La loro panoramica prende in esame i motivi che portano ed hanno portato ad assegnare le diverse edizioni dei mondiali di calcio, a partire dalla prima in Uruguay nel 1930 fino ad arrivare all’ultima e tanto discussa organizzazione qatariota.

Nella lunga prospettiva tracciata ci si accorge, con grande evidenza, di come progressivamente ma anche già in origine, la politica abbia usato un fenomeno di costume sempre più importante come il calcio come strumento al proprio servizio.

L’Uruguay nel 1930 per esempio, sfruttò i mondiali come celebrazione, oggi si direbbe sovranista, dei cent’anni della propria indipendenza, mostrando al mondo il volto efficiente dell’organizzazione della prima storica competizione calcistica (tra l’altro disputata in un’unica città: la capitale Montevideo, sostanziata dalla costruzione del gigantesco Stadio del Centenario) che ricordava appunto i cent’anni passati dal 1830, anno in cui era nata la Repubblica uruguagia.

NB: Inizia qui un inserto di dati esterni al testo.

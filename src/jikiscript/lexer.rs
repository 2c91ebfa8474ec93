//! Lexer for JikiScript
//!
//! Converts source text into a flat [`Token`] stream. Unlike most languages
//! newlines are significant: they terminate statements, so the lexer emits a
//! [`Token::Newline`] for each one (runs of blank lines collapse into one).
//!
//! Number literals are validated here so learners get targeted messages such
//! as `NumberStartsWithZero: suggestion: 123`.

use crate::syntax::{SourceLocation, SyntaxError};
use std::fmt;

/// All token variants produced by the lexer.
///
/// Every variant carries its [`SourceLocation`].
#[derive(Debug, Clone, PartialEq)]
pub enum Token {
    // Literals
    Number(f64, SourceLocation),
    String(String, SourceLocation),
    Identifier(String, SourceLocation),

    // Keywords
    Set(SourceLocation),
    To(SourceLocation),
    Change(SourceLocation),
    Log(SourceLocation),
    If(SourceLocation),
    Else(SourceLocation),
    Do(SourceLocation),
    End(SourceLocation),
    Repeat(SourceLocation),
    Times(SourceLocation),
    For(SourceLocation),
    Each(SourceLocation),
    In(SourceLocation),
    Function(SourceLocation),
    With(SourceLocation),
    Return(SourceLocation),
    Break(SourceLocation),
    /// `next` or `continue`; the lexeme is kept for error messages.
    Continue(String, SourceLocation),
    And(SourceLocation),
    Or(SourceLocation),
    Not(SourceLocation),
    Is(SourceLocation),
    Equals(SourceLocation),
    True(SourceLocation),
    False(SourceLocation),
    Null(SourceLocation),

    // Operators
    Plus(SourceLocation),
    Minus(SourceLocation),
    Star(SourceLocation),
    Slash(SourceLocation),
    Percent(SourceLocation),
    EqEq(SourceLocation),
    NotEq(SourceLocation),
    Bang(SourceLocation),
    Lt(SourceLocation),
    Le(SourceLocation),
    Gt(SourceLocation),
    Ge(SourceLocation),
    /// A lone `=`, only ever reported as an error.
    Eq(SourceLocation),

    // Punctuation
    LParen(SourceLocation),
    RParen(SourceLocation),
    LBracket(SourceLocation),
    RBracket(SourceLocation),
    LBrace(SourceLocation),
    RBrace(SourceLocation),
    Comma(SourceLocation),
    Colon(SourceLocation),

    Newline(SourceLocation),
    Eof(SourceLocation),
}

Piccola postilla: lo stadio venne edificato a tempo di record con metodi dittatoriali, ma non fu pronto per la partita inaugurale, fu attivo solo dall’ottava partita, l’esordio della formazione di casa contro il Perù, con tanti piccoli souvenir della struttura ancora fresca presi dai tanti spettatori che lo affollarono. A proposito dei cosiddetti controlli di qualità. 

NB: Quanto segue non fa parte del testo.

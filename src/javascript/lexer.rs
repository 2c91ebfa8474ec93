//! Lexer for the JavaScript subset
//!
//! Whitespace and newlines are insignificant; semicolons are optional at the
//! end of a statement, so the parser never needs newline tokens. Strings may
//! use single or double quotes; template literals are not supported.

use crate::syntax::{SourceLocation, SyntaxError};
use std::fmt;

#[derive(Debug, Clone, PartialEq)]
pub enum Token {
    // Literals
    Number(f64, SourceLocation),
    String(String, SourceLocation),
    Identifier(String, SourceLocation),

    // Keywords
    Let(SourceLocation),
    Const(SourceLocation),
    If(SourceLocation),
    Else(SourceLocation),
    While(SourceLocation),
    For(SourceLocation),
    Of(SourceLocation),
    Function(SourceLocation),
    Return(SourceLocation),
    Break(SourceLocation),
    Continue(SourceLocation),
    True(SourceLocation),
    False(SourceLocation),
    Null(SourceLocation),
    Undefined(SourceLocation),

    // Operators
    Plus(SourceLocation),
    Minus(SourceLocation),
    Star(SourceLocation),
    Slash(SourceLocation),
    Percent(SourceLocation),
    PlusPlus(SourceLocation),
    MinusMinus(SourceLocation),
    PlusAssign(SourceLocation),
    MinusAssign(SourceLocation),
    StarAssign(SourceLocation),
    SlashAssign(SourceLocation),
    Assign(SourceLocation),
    EqEq(SourceLocation),
    EqEqEq(SourceLocation),
    NotEq(SourceLocation),
    NotEqEq(SourceLocation),
    Lt(SourceLocation),
    Le(SourceLocation),
    Gt(SourceLocation),
    Ge(SourceLocation),
    AndAnd(SourceLocation),
    OrOr(SourceLocation),
    Bang(SourceLocation),
    Question(SourceLocation),
    Colon(SourceLocation),

    // Punctuation
    LParen(SourceLocation),
    RParen(SourceLocation),
    LBrace(SourceLocation),
    RBrace(SourceLocation),
    LBracket(SourceLocation),
    RBracket(SourceLocation),
    Semicolon(SourceLocation),
    Comma(SourceLocation),
    Dot(SourceLocation),

    Eof(SourceLocation),
}

impl Token {
    pub fn location(&self) -> SourceLocation {
        use Token::*;
        match self {
            Number(_, loc) | String(_, loc) | Identifier(_, loc) => *loc,
            Let(loc) | Const(loc) | If(loc) | Else(loc) | While(loc) | For(loc) | Of(loc)
            | Function(loc) | Return(loc) | Break(loc) | Continue(loc) | True(loc)
            | False(loc) | Null(loc) | Undefined(loc) | Plus(loc) | Minus(loc) | Star(loc)
            | Slash(loc) | Percent(loc) | PlusPlus(loc) | MinusMinus(loc) | PlusAssign(loc)
            | MinusAssign(loc) | StarAssign(loc) | SlashAssign(loc) | Assign(loc)
            | EqEq(loc) | EqEqEq(loc) | NotEq(loc) | NotEqEq(loc) | Lt(loc) | Le(loc)
            | Gt(loc) | Ge(loc) | AndAnd(loc) | OrOr(loc) | Bang(loc) | Question(loc)
            | Colon(loc) | LParen(loc) | RParen(loc) | LBrace(loc) | RBrace(loc)
            | LBracket(loc) | RBracket(loc) | Semicolon(loc) | Comma(loc) | Dot(loc)
            | Eof(loc) => *loc,
        }
    }
}

impl fmt::Display for Token {
    fn fmt(&self, f: &mut fmt::Formatter<'_>) -> fmt::Result {
        use Token::*;
        let text = match self {
            Number(n, _) => crate::runtime::value::format_number(*n),
            String(s, _) => format!("\"{}\"", s),
            Identifier(name, _) => name.clone(),
            Let(_) => "let".into(),
            Const(_) => "const".into(),
            If(_) => "if".into(),
            Else(_) => "else".into(),
            While(_) => "while".into(),
            For(_) => "for".into(),
            Of(_) => "of".into(),
            Function(_) => "function".into(),
            Return(_) => "return".into(),
            Break(_) => "break".into(),
            Continue(_) => "continue".into(),
            True(_) => "true".into(),
            False(_) => "false".into(),
            Null(_) => "null".into(),
            Undefined(_) => "undefined".into(),
            Plus(_) => "+".into(),
            Minus(_) => "-".into(),
            Star(_) => "*".into(),
            Slash(_) => "/".into(),
            Percent(_) => "%".into(),
            PlusPlus(_) => "++".into(),
            MinusMinus(_) => "--".into(),
            PlusAssign(_) => "+=".into(),
            MinusAssign(_) => "-=".into(),
            StarAssign(_) => "*=".into(),
            SlashAssign(_) => "/=".into(),
            Assign(_) => "=".into(),
            EqEq(_) => "==".into(),
            EqEqEq(_) => "===".into(),
            NotEq(_) => "!=".into(),
            NotEqEq(_) => "!==".into(),
            Lt(_) => "<".into(),
            Le(_) => "<=".into(),
            Gt(_) => ">".into(),
            Ge(_) => ">=".into(),
            AndAnd(_) => "&&".into(),
            OrOr(_) => "||".into(),
            Bang(_) => "!".into(),
            Question(_) => "?".into(),
            Colon(_) => ":".into(),
            LParen(_) => "(".into(),
            RParen(_) => ")".into(),
            LBrace(_) => "{".into(),
            RBrace(_) => "}".into(),
            LBracket(_) => "[".into(),
            RBracket(_) => "]".into(),
            Semicolon(_) => ";".into(),
            Comma(_) => ",".into(),
            Dot(_) => ".".into(),
            Eof(_) => "end of file".into(),
        };
        write!(f, "{}", text)
    }
}

pub struct Lexer {
    input: Vec<char>,
    position: usize,
    line: usize,
    column: usize,
}

impl Lexer {
    pub fn new(input: &str) -> Self {
        Self {
            input: input.chars().collect(),
            position: 0,
            line: 1,
            column: 1,
        }
    }

    pub fn tokenize(&mut self) -> Result<Vec<Token>, SyntaxError> {
        let mut tokens = Vec::new();

        loop {
            self.skip_whitespace_and_comments()?;
            let loc = self.current_location();
            let Some(ch) = self.advance() else {
                tokens.push(Token::Eof(loc));
                break;
            };
            tokens.push(self.next_token(ch, loc)?);
        }

        Ok(tokens)
    }

    fn next_token(&mut self, ch: char, loc: SourceLocation) -> Result<Token, SyntaxError> {
        let token = match ch {
            '"' | '\'' => return self.string_literal(ch, loc),
            '0'..='9' => return self.number_literal(ch, loc),
            c if c.is_ascii_alphabetic() || c == '_' || c == '$' => {
                return Ok(self.identifier_or_keyword(ch, loc))
            }
            '+' => {
                if self.match_char('+') {
                    Token::PlusPlus(loc)
                } else if self.match_char('=') {
                    Token::PlusAssign(loc)
                } else {
                    Token::Plus(loc)
                }
            }
            '-' => {
                if self.match_char('-') {
                    Token::MinusMinus(loc)
                } else if self.match_char('=') {
                    Token::MinusAssign(loc)
                } else {
                    Token::Minus(loc)
                }
            }
            '*' => {
                if self.match_char('=') {
                    Token::StarAssign(loc)
                } else {
                    Token::Star(loc)
                }
            }
            '/' => {
                if self.match_char('=') {
                    Token::SlashAssign(loc)
                } else {
                    Token::Slash(loc)
                }
            }
            '%' => Token::Percent(loc),
            '=' => {
                if self.match_char('=') {
                    if self.match_char('=') {
                        Token::EqEqEq(loc)
                    } else {
                        Token::EqEq(loc)
                    }
                } else {
                    Token::Assign(loc)
                }
            }
            '!' => {
                if self.match_char('=') {
                    if self.match_char('=') {
                        Token::NotEqEq(loc)
                    } else {
                        Token::NotEq(loc)
                    }
                } else {
                    Token::Bang(loc)
                }
            }
            '<' => {
                if self.match_char('=') {
                    Token::Le(loc)
                } else {
                    Token::Lt(loc)
                }
            }
            '>' => {
                if self.match_char('=') {
                    Token::Ge(loc)
                } else {
                    Token::Gt(loc)
                }
            }
            '&' if self.match_char('&') => Token::AndAnd(loc),
            '|' if self.match_char('|') => Token::OrOr(loc),
            '?' => Token::Question(loc),
            ':' => Token::Colon(loc),
            '(' => Token::LParen(loc),
            ')' => Token::RParen(loc),
            '{' => Token::LBrace(loc),
            '}' => Token::RBrace(loc),
            '[' => Token::LBracket(loc),
            ']' => Token::RBracket(loc),
            ';' => Token::Semicolon(loc),
            ',' => Token::Comma(loc),
            '.' => Token::Dot(loc),
            other => {
                return Err(SyntaxError::new(
                    format!("UnknownCharacter: character: {}", other),
                    loc,
                ))
            }
        };
        Ok(token)
    }

    fn string_literal(&mut self, quote: char, loc: SourceLocation) -> Result<Token, SyntaxError> {
        let mut string = String::new();

        while let Some(ch) = self.peek() {
            if ch == quote {
                self.advance();
                return Ok(Token::String(string, loc));
            }
            if ch == '\n' {
                break;
            }
            self.advance();
            if ch == '\\' {
                match self.advance() {
                    Some('n') => string.push('\n'),
                    Some('t') => string.push('\t'),
                    Some(other) => string.push(other),
                    None => break,
                }
            } else {
                string.push(ch);
            }
        }

        Err(SyntaxError::new(
            format!("MissingQuoteToTerminateString: string: {}", string),
            loc,
        ))
    }

    fn number_literal(&mut self, first_digit: char, loc: SourceLocation) -> Result<Token, SyntaxError> {
        let mut text = String::new();
        text.push(first_digit);

        while let Some(ch) = self.peek() {
            let fraction_start = ch == '.'
                && !text.contains('.')
                && self.peek_ahead(1).is_some_and(|c| c.is_ascii_digit());
            if ch.is_ascii_digit() || fraction_start {
                text.push(ch);
                self.advance();
            } else {
                break;
            }
        }

        text.parse::<f64>()
            .map(|value| Token::Number(value, loc))
            .map_err(|_| SyntaxError::new(format!("InvalidNumber: number: {}", text), loc))
    }

    fn identifier_or_keyword(&mut self, first_char: char, loc: SourceLocation) -> Token {
        let mut ident = String::new();
        ident.push(first_char);

        while let Some(ch) = self.peek() {
            if ch.is_ascii_alphanumeric() || ch == '_' || ch == '$' {
                ident.push(ch);
                self.advance();
            } else {
                break;
            }
        }

        match ident.as_str() {
            "let" => Token::Let(loc),
            "const" => Token::Const(loc),
            "if" => Token::If(loc),
            "else" => Token::Else(loc),
            "while" => Token::While(loc),
            "for" => Token::For(loc),
            "of" => Token::Of(loc),
            "function" => Token::Function(loc),
            "return" => Token::Return(loc),
            "break" => Token::Break(loc),
            "continue" => Token::Continue(loc),
            "true" => Token::True(loc),
            "false" => Token::False(loc),
            "null" => Token::Null(loc),
            "undefined" => Token::Undefined(loc),
            _ => Token::Identifier(ident, loc),
        }
    }

    fn skip_whitespace_and_comments(&mut self) -> Result<(), SyntaxError> {
        loop {
            match self.peek() {
                Some(c) if c.is_whitespace() => {
                    self.advance();
                }
                Some('/') if self.peek_ahead(1) == Some('/') => {
                    while let Some(ch) = self.peek() {
                        if ch == '\n' {
                            break;
                        }
                        self.advance();
                    }
                }
                Some('/') if self.peek_ahead(1) == Some('*') => {
                    let loc = self.current_location();
                    self.advance();
                    self.advance();
                    loop {
                        match self.advance() {
                            Some('*') if self.peek() == Some('/') => {
                                self.advance();
                                break;
                            }
                            Some(_) => {}
                            None => {
                                return Err(SyntaxError::new("UnterminatedComment", loc));
                            }
                        }
                    }
                }
                _ => return Ok(()),
            }
        }
    }

    fn match_char(&mut self, expected: char) -> bool {
        if self.peek() == Some(expected) {
            self.advance();
            true
        } else {
            false
        }
    }

    fn peek(&self) -> Option<char> {
        self.input.get(self.position).copied()
    }

    fn peek_ahead(&self, n: usize) -> Option<char> {
        self.input.get(self.position + n).copied()
    }

    fn advance(&mut self) -> Option<char> {
        let ch = *self.input.get(self.position)?;
        self.position += 1;

        if ch == '\n' {
            self.line += 1;
            self.column = 1;
        } else {
            self.column += 1;
        }

        Some(ch)
    }

    fn current_location(&self) -> SourceLocation {
        SourceLocation::new(self.line, self.column)
    }
}

#[cfg(test)]
mod tests {
    use super::*;

    fn lex(source: &str) -> Vec<Token> {
        Lexer::new(source).tokenize().unwrap()
    }

    #[test]
    fn test_declaration() {
        let tokens = lex("let x = 5;");
        assert!(matches!(tokens[0], Token::Let(_)));
        assert!(matches!(tokens[1], Token::Identifier(ref s, _) if s == "x"));
        assert!(matches!(tokens[2], Token::Assign(_)));
        assert!(matches!(tokens[3], Token::Number(n, _) if n == 5.0));
        assert!(matches!(tokens[4], Token::Semicolon(_)));
        assert!(matches!(tokens[5], Token::Eof(_)));
    }

    #[test]
    fn test_equality_operators() {
        let tokens = lex("a === b !== c == d != e");
        assert!(matches!(tokens[1], Token::EqEqEq(_)));
        assert!(matches!(tokens[3], Token::NotEqEq(_)));
        assert!(matches!(tokens[5], Token::EqEq(_)));
        assert!(matches!(tokens[7], Token::NotEq(_)));
    }

    #[test]
    fn test_member_access_after_number_literal() {
        let tokens = lex("xs[1].length");
        assert!(matches!(tokens[2], Token::Number(n, _) if n == 1.0));
        assert!(matches!(tokens[4], Token::Dot(_)));
    }

    #[test]
    fn test_comments_and_locations() {
        let tokens = lex("// first\n/* block\ncomment */ x");
        assert!(matches!(tokens[0], Token::Identifier(_, loc) if loc.line == 3));
    }

    #[test]
    fn test_single_quoted_string() {
        let tokens = lex("'hi there'");
        assert!(matches!(tokens[0], Token::String(ref s, _) if s == "hi there"));
    }

    #[test]
    fn test_template_literal_rejected() {
        let err = Lexer::new("`x`").tokenize().unwrap_err();
        assert_eq!(err.message, "UnknownCharacter: character: `");
    }
}
//! Frame layout
//!
//! Turns a [`GameState`] into draw commands. Missing textures fall back to
//! flat rectangles and a missing font to the backend's built-in one, so every
//! frame is complete regardless of what loaded.

use glam::Vec2;

use super::{Color, DrawCommand, Frame, TextMeasure, colors};
use crate::assets::{Assets, PipeSprite};
use crate::sim::{GamePhase, GameState, Pipe, Rect};

const HUD_MARGIN: f32 = 20.0;
const SCORE_SIZE: f32 = 32.0;
const BEST_SIZE: f32 = 24.0;
const TITLE_SIZE: f32 = 48.0;
const HINT_SIZE: f32 = 20.0;
const COUNTDOWN_SIZE: f32 = 96.0;

/// Build the draw list for the current state
pub fn build_frame(state: &GameState, assets: &Assets, measure: &dyn TextMeasure) -> Frame {
    let mut frame = Frame {
        commands: Vec::with_capacity(64),
        shake_offset: shake_offset(state),
    };
    let offset = frame.shake_offset;

    frame.push(DrawCommand::Clear { color: colors::SKY });

    if let Some(bg) = assets.background {
        frame.push(DrawCommand::Sprite {
            texture: bg.id,
            src: bg.full(),
            dst: bg.full().translated(offset),
            rotation: 0.0,
        });
    }

    for (_, pipe) in state.pipes.iter_active() {
        match &assets.pipe {
            Some(sprite) => push_pipe_sprites(&mut frame, pipe, sprite, offset),
            None => {
                for rect in [pipe.top, pipe.bottom] {
                    frame.push(DrawCommand::FillRect {
                        rect: rect.translated(offset),
                        color: colors::PIPE,
                    });
                }
            }
        }
    }

    let bird = state.bird.bounds().translated(offset);
    match assets.bird {
        Some(tex) => frame.push(DrawCommand::Sprite {
            texture: tex.id,
            src: tex.full(),
            dst: bird,
            rotation: state.bird.tilt,
        }),
        None => frame.push(DrawCommand::FillRect {
            rect: bird,
            color: colors::BIRD,
        }),
    }

    let mut ui = Ui {
        frame: &mut frame,
        assets,
        measure,
        width: state.tuning.world_width,
        height: state.tuning.world_height,
    };
    ui.hud(state);
    ui.overlay(state);

    frame
}

/// Body then cap for each half; the caps face the gap
fn push_pipe_sprites(frame: &mut Frame, pipe: &Pipe, sprite: &PipeSprite, offset: Vec2) {
    let cap = sprite.cap_height;
    let (cap_src, body_src) = (sprite.cap_region(), sprite.body_region());
    let texture = sprite.texture.id;
    let w = pipe.width();

    let top = pipe.top;
    let top_body = (top.h - cap).max(0.0);
    let bottom = pipe.bottom;
    let bottom_body = (bottom.h - cap).max(0.0);

    let parts = [
        (body_src, Rect::new(top.x, top.y, w, top_body)),
        (cap_src, Rect::new(top.x, top.y + top_body, w, cap)),
        (body_src, Rect::new(bottom.x, bottom.y + cap, w, bottom_body)),
        (cap_src, Rect::new(bottom.x, bottom.y, w, cap)),
    ];
    for (src, dst) in parts {
        frame.push(DrawCommand::Sprite {
            texture,
            src,
            dst: dst.translated(offset),
            rotation: 0.0,
        });
    }
}

/// Pseudo-random jitter from the tick counter, zero when shake is off
fn shake_offset(state: &GameState) -> Vec2 {
    if !state.settings.screen_shake || state.screen_shake <= 0.0 {
        return Vec2::ZERO;
    }
    let hash = (state.time_ticks as u32).wrapping_mul(2654435761);
    let rx = (hash % 1000) as f32 / 500.0 - 1.0;
    let ry = ((hash >> 10) % 1000) as f32 / 500.0 - 1.0;
    Vec2::new(rx, ry) * state.screen_shake
}

struct Ui<'a> {
    frame: &'a mut Frame,
    assets: &'a Assets,
    measure: &'a dyn TextMeasure,
    width: f32,
    height: f32,
}

impl Ui<'_> {
    fn text(&mut self, text: impl Into<String>, x: f32, y: f32, size: f32, color: Color) {
        self.frame.push(DrawCommand::Text {
            text: text.into(),
            x,
            y,
            size,
            color,
            font: self.assets.font,
        });
    }

    /// Horizontally centered line
    fn centered(&mut self, text: &str, y: f32, size: f32, color: Color) {
        let w = self.measure.measure_text(text, size, self.assets.font);
        self.text(text, self.width / 2.0 - w / 2.0, y, size, color);
    }

    fn shade(&mut self) {
        self.frame.push(DrawCommand::FillRect {
            rect: Rect::new(0.0, 0.0, self.width, self.height),
            color: colors::SHADE,
        });
    }

    fn hud(&mut self, state: &GameState) {
        let y = HUD_MARGIN;
        self.text(
            format!("SCORE: {}", state.score),
            HUD_MARGIN,
            y,
            SCORE_SIZE,
            colors::BLACK,
        );
        self.text(
            format!("BEST: {}", state.high_score),
            HUD_MARGIN,
            y + 40.0,
            BEST_SIZE,
            colors::DARK_GRAY,
        );
        if let Some(lives) = state.lives {
            self.text(
                format!("LIVES: {lives}"),
                HUD_MARGIN,
                y + 70.0,
                BEST_SIZE,
                colors::DARK_GRAY,
            );
        }
    }

    fn overlay(&mut self, state: &GameState) {
        let mid = self.height / 2.0;
        match state.phase {
            GamePhase::Running => {}
            GamePhase::Waiting => {
                self.centered("Press SPACE or click to flap", mid + 60.0, HINT_SIZE, colors::BLACK);
                self.centered("ESC for settings", mid + 90.0, HINT_SIZE, colors::DARK_GRAY);
            }
            GamePhase::Paused => {
                self.shade();
                self.centered("PAUSED", mid - 40.0, TITLE_SIZE, colors::WHITE);
                self.centered("P to resume, ESC for settings", mid + 20.0, HINT_SIZE, colors::WHITE);
            }
            GamePhase::Settings => {
                let s = state.settings;
                self.shade();
                self.centered("SETTINGS", mid - 120.0, TITLE_SIZE, colors::WHITE);
                self.centered(
                    &format!("Music: {:.0}%", s.music_volume * 100.0),
                    mid - 40.0,
                    HINT_SIZE,
                    colors::WHITE,
                );
                self.centered(
                    &format!("SFX: {:.0}%", s.sfx_volume * 100.0),
                    mid - 10.0,
                    HINT_SIZE,
                    colors::WHITE,
                );
                let shake = if s.screen_shake { "ON" } else { "OFF" };
                self.centered(
                    &format!("Screen shake: {shake}"),
                    mid + 20.0,
                    HINT_SIZE,
                    colors::WHITE,
                );
                self.centered(
                    "UP/DOWN volume, S shake, ENTER to save",
                    mid + 80.0,
                    HINT_SIZE,
                    colors::WHITE,
                );
            }
            GamePhase::RespawnCountdown { remaining } => {
                let secs = remaining.ceil().max(1.0) as u32;
                self.centered(&secs.to_string(), mid - 60.0, COUNTDOWN_SIZE, colors::WHITE);
            }
            GamePhase::Over => {
                self.shade();
                self.centered("GAME OVER", mid - 40.0, TITLE_SIZE, colors::WHITE);
                if state.new_best {
                    self.centered("NEW BEST!", mid - 90.0, BEST_SIZE, colors::GOLD);
                }
                self.centered(
                    "Press SPACE or Left Click to restart",
                    mid + 20.0,
                    HINT_SIZE,
                    colors::WHITE,
                );
            }
        }
    }
}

La carrellata di Brizzi e Sbetti tocca poi i mondiali fascistissimi del ’34; quelli della democrazia francese del ’38 in lotta coi regimi totalitari; i primi mondiali del secondo dopoguerra affidati alla florida dittatura brasiliana appena instauratasi nel 1950.  Si giunge poi ai mondiali degli anni ’70 che cominciano a mostrare il loro gigantismo e le loro iper connessioni economiche su scala globale. Nel 1974 in Germania, ancora Ovest, c’è il primo sponsor ufficiale e unico: la Pepsi. Nel 1978 il mondiale da molti giudicato per lo scandalo dell’assegnazione simile a quello attuale, ovvero il mondiale argentino. Quello in cui - mentre Mario Kempes con la sua doppietta di fronte ai quasi centomila spettatori dello Stadio Monumental di Buenos Aires, contribuiva al primo titolo argentino nella finale contro l’Olanda - gli aguzzini del regime di Videla a pochi metri in linea d’aria, all’interno della lugubre Escuela de Mecanica de la Armada, continuavano ad incrementare il numero dei desaparecidos.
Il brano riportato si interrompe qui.